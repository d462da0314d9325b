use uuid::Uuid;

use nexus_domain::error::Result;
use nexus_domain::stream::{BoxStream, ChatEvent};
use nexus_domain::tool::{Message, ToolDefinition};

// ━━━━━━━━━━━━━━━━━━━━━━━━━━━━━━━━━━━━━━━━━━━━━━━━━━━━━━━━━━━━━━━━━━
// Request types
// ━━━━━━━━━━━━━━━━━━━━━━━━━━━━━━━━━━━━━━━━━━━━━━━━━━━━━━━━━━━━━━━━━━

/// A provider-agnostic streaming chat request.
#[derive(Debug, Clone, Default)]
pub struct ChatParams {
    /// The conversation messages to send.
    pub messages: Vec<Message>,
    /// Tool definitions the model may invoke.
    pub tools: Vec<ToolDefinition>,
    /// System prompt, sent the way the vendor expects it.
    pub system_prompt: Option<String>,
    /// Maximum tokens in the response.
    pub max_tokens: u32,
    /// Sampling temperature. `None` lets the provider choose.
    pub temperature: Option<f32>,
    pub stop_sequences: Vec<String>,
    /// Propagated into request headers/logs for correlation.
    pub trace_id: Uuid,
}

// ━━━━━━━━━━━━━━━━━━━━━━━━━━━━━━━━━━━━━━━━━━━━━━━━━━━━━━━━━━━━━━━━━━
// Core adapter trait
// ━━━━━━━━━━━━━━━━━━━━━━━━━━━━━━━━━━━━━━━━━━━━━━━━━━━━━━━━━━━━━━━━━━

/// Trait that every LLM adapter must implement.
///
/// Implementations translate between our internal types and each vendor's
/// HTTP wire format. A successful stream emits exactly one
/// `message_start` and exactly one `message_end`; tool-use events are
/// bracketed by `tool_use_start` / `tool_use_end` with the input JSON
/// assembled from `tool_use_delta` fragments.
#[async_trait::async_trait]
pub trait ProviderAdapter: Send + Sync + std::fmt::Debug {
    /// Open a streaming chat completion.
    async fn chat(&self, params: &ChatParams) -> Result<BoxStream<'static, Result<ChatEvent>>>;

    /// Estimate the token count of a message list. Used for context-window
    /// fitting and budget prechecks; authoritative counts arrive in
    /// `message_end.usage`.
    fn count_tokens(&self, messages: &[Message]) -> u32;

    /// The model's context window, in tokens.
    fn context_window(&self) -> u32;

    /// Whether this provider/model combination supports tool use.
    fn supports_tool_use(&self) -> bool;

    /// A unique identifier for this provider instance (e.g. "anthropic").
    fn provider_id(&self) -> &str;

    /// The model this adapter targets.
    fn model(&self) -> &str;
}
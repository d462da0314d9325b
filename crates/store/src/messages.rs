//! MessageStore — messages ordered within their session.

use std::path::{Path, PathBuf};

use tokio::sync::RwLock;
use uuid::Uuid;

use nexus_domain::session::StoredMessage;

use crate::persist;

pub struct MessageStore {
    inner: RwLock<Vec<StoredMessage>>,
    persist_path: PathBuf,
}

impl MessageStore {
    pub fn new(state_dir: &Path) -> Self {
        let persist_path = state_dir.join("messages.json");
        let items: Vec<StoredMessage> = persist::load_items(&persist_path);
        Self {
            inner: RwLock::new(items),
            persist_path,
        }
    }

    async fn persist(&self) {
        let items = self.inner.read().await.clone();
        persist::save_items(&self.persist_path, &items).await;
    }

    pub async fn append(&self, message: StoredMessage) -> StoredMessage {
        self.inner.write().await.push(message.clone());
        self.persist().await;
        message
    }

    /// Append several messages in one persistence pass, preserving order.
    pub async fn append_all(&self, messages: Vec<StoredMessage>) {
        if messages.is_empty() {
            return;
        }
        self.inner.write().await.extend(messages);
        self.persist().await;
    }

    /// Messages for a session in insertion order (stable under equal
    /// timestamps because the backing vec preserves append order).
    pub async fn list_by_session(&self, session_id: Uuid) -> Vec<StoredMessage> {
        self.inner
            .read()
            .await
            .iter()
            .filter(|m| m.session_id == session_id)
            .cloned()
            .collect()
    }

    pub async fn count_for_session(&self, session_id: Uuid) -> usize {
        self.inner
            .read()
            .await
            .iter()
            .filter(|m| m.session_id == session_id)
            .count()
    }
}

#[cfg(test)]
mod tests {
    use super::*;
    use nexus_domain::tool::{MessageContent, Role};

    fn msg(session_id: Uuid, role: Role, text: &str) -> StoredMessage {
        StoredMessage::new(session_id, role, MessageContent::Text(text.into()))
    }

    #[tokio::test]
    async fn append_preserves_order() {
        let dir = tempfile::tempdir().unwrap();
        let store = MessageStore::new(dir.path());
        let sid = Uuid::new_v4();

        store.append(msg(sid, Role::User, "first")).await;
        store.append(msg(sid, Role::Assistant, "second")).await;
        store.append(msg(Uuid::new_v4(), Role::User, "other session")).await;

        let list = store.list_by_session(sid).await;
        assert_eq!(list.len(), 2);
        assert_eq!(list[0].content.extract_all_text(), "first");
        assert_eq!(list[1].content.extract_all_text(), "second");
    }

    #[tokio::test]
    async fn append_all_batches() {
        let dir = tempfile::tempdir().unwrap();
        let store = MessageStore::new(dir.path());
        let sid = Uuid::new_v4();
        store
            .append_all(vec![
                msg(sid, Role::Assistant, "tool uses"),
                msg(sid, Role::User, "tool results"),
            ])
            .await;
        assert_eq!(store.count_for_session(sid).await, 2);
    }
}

----

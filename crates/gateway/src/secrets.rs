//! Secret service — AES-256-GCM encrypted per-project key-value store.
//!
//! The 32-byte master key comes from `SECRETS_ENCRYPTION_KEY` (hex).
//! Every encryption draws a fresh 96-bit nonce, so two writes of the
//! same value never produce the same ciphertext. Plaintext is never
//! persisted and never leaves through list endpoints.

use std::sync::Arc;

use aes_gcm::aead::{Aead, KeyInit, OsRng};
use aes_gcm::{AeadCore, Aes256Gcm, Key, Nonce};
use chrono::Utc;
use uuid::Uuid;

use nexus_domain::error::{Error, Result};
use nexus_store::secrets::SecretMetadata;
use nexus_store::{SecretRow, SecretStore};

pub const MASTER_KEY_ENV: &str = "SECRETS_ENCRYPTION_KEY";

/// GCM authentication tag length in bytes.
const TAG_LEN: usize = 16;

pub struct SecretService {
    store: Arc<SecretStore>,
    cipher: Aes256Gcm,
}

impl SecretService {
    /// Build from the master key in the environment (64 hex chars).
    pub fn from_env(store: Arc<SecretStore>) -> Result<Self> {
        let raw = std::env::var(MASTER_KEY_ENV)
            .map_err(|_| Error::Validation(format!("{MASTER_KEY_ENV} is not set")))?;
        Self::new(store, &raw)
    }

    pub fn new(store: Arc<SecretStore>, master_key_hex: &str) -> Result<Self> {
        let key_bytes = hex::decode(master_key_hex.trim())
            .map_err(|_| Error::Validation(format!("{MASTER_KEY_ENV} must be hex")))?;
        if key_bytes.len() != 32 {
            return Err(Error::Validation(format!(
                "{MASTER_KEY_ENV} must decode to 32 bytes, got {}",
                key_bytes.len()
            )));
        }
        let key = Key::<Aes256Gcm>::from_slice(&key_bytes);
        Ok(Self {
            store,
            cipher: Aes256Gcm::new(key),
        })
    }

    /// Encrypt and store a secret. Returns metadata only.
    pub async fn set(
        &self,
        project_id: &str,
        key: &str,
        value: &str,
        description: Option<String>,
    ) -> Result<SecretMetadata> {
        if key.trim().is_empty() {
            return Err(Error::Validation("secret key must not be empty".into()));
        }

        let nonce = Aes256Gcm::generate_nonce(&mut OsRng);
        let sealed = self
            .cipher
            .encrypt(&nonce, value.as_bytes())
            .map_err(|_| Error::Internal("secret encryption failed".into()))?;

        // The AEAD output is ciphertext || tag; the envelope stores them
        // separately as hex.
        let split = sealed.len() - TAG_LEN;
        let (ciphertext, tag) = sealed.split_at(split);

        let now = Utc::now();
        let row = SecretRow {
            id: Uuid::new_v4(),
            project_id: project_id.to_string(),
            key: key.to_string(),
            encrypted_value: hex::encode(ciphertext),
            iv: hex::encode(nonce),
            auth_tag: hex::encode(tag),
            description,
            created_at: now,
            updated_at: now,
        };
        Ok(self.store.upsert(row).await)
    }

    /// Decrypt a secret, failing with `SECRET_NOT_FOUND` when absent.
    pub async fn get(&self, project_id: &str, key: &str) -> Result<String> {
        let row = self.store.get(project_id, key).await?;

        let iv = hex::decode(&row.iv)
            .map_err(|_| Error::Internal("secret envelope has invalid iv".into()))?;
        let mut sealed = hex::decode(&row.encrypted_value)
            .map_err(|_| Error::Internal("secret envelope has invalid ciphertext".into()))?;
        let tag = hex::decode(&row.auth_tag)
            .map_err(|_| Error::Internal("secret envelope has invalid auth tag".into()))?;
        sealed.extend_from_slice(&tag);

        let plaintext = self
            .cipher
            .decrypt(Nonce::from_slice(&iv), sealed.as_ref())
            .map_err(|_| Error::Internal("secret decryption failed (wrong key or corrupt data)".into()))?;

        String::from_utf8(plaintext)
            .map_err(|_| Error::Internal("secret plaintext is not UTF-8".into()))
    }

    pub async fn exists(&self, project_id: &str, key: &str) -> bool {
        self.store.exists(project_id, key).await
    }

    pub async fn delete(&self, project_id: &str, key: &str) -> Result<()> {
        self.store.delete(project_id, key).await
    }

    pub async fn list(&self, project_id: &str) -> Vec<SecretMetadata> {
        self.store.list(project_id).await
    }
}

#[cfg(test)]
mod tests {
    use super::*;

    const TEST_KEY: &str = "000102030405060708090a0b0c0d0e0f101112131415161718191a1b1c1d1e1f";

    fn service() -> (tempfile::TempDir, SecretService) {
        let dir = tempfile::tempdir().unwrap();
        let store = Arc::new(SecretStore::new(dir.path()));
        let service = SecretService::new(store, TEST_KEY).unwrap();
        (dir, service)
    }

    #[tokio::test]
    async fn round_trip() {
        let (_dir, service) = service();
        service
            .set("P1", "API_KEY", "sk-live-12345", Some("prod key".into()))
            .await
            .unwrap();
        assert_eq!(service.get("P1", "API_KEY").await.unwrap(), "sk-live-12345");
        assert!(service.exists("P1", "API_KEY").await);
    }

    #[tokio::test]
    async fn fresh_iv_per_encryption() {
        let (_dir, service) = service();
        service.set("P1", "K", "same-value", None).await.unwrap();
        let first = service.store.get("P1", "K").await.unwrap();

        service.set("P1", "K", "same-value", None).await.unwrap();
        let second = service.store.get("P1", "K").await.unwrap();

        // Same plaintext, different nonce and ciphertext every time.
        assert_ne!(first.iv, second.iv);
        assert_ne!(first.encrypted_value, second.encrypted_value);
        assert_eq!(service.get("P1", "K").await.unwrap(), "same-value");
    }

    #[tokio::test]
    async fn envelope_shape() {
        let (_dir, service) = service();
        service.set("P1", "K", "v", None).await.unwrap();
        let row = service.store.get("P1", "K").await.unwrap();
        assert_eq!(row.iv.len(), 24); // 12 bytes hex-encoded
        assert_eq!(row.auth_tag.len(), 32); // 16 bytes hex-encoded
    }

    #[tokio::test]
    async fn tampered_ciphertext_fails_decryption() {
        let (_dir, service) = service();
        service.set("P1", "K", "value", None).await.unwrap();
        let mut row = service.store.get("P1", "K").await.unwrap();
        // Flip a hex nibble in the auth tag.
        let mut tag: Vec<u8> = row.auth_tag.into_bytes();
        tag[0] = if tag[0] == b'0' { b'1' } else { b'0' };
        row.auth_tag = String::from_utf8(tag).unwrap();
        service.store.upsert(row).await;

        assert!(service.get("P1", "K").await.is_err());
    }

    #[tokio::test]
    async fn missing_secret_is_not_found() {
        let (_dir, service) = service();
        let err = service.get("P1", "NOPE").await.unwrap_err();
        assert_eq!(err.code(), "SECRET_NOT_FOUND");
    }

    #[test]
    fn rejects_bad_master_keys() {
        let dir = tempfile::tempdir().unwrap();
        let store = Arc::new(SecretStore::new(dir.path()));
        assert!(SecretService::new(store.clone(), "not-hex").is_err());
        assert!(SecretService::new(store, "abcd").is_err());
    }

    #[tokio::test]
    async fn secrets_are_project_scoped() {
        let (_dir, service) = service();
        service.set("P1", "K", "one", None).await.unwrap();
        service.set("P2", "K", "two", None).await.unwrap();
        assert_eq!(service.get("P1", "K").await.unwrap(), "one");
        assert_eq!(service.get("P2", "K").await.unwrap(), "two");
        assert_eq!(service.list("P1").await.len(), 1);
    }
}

----

- **What needs to be done**:
For each line in the entries that contains the string "must", make a copy.

- **Answer section**:
/// Trait that every LLM adapter must implement.
            .map_err(|_| Error::Validation(format!("{MASTER_KEY_ENV} must be hex")))?;
                "{MASTER_KEY_ENV} must decode to 32 bytes, got {}",
            return Err(Error::Validation("secret key must not be empty".into()));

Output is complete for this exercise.